Saved data entries:
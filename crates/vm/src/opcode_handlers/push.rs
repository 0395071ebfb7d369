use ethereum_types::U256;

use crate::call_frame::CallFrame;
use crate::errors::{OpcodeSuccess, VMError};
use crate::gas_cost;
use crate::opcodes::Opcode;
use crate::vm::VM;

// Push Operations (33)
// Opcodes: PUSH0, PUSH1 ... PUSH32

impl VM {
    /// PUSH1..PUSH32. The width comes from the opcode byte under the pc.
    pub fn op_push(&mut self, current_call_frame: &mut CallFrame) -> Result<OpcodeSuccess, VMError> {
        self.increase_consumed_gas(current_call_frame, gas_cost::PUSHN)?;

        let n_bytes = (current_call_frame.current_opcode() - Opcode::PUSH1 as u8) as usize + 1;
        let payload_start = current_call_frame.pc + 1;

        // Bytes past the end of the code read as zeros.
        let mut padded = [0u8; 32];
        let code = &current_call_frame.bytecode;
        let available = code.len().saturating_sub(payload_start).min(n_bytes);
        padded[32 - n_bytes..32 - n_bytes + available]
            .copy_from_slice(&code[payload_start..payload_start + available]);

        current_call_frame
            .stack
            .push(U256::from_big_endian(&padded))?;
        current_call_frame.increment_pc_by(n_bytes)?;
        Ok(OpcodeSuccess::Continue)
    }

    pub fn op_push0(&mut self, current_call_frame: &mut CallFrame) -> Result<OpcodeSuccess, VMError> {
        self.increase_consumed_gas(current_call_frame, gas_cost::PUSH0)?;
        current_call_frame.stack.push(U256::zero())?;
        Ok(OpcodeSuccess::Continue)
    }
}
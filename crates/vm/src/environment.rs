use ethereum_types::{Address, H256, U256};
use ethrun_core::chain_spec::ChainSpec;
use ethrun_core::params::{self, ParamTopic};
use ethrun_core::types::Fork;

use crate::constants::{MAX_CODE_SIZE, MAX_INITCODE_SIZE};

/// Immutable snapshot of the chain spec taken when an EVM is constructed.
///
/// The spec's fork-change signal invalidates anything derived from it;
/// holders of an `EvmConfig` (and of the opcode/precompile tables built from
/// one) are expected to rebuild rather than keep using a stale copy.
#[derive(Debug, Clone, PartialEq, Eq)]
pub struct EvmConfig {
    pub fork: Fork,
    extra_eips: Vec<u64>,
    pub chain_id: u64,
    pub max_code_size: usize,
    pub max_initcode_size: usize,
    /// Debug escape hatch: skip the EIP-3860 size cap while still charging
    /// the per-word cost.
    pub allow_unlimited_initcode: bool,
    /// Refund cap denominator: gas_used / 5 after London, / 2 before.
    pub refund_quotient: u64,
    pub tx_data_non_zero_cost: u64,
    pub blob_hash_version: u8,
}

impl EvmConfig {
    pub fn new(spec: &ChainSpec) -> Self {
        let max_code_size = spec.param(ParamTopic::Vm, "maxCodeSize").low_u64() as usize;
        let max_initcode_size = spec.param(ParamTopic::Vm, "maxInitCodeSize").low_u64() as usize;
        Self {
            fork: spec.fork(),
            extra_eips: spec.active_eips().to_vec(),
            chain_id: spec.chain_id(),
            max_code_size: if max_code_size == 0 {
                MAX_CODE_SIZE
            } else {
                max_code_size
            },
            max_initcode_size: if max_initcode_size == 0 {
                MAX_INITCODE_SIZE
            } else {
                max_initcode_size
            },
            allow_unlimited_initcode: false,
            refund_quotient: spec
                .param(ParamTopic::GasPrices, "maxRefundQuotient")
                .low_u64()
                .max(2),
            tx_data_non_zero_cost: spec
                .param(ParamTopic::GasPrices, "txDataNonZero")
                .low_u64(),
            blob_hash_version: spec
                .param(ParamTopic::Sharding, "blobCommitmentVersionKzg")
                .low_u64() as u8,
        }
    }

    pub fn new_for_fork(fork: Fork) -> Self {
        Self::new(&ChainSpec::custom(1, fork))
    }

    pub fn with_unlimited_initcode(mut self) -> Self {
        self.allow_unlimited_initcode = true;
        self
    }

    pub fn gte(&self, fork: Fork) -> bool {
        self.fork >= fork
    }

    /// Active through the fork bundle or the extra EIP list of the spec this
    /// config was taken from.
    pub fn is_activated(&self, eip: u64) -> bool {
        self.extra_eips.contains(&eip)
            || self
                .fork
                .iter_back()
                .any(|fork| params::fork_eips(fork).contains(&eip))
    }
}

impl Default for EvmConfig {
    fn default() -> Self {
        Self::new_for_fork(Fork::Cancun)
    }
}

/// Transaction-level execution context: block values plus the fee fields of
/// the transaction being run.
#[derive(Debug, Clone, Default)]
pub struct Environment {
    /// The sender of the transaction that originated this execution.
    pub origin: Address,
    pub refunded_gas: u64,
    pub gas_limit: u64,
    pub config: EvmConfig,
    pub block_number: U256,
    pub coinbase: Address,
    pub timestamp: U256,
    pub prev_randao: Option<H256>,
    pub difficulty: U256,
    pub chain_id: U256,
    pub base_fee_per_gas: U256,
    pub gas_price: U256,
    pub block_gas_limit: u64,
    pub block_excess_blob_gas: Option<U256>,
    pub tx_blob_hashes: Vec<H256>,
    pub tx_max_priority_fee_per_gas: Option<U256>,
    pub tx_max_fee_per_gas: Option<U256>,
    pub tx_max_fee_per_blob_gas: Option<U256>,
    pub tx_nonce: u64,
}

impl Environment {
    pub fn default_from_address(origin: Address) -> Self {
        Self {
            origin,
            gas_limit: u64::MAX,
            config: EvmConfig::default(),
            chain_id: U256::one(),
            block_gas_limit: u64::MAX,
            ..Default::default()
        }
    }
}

What to do: Copy exactly the lines that run from the first line of the data to the line containing "padded[32 - n_bytes..32", please, with both ends included and nothing else.

Exercise result:
filename crates/vm/src/opcode_handlers/push.rs
repository 0395071ebfb7d369
use ethereum_types::U256;

use crate::call_frame::CallFrame;
use crate::errors::{OpcodeSuccess, VMError};
use crate::gas_cost;
use crate::opcodes::Opcode;
use crate::vm::VM;

// Push Operations (33)
// Opcodes: PUSH0, PUSH1 ... PUSH32

impl VM {
    /// PUSH1..PUSH32. The width comes from the opcode byte under the pc.
    pub fn op_push(&mut self, current_call_frame: &mut CallFrame) -> Result<OpcodeSuccess, VMError> {
        self.increase_consumed_gas(current_call_frame, gas_cost::PUSHN)?;

        let n_bytes = (current_call_frame.current_opcode() - Opcode::PUSH1 as u8) as usize + 1;
        let payload_start = current_call_frame.pc + 1;

        // Bytes past the end of the code read as zeros.
        let mut padded = [0u8; 32];
        let code = &current_call_frame.bytecode;
        let available = code.len().saturating_sub(payload_start).min(n_bytes);
        padded[32 - n_bytes..32 - n_bytes + available]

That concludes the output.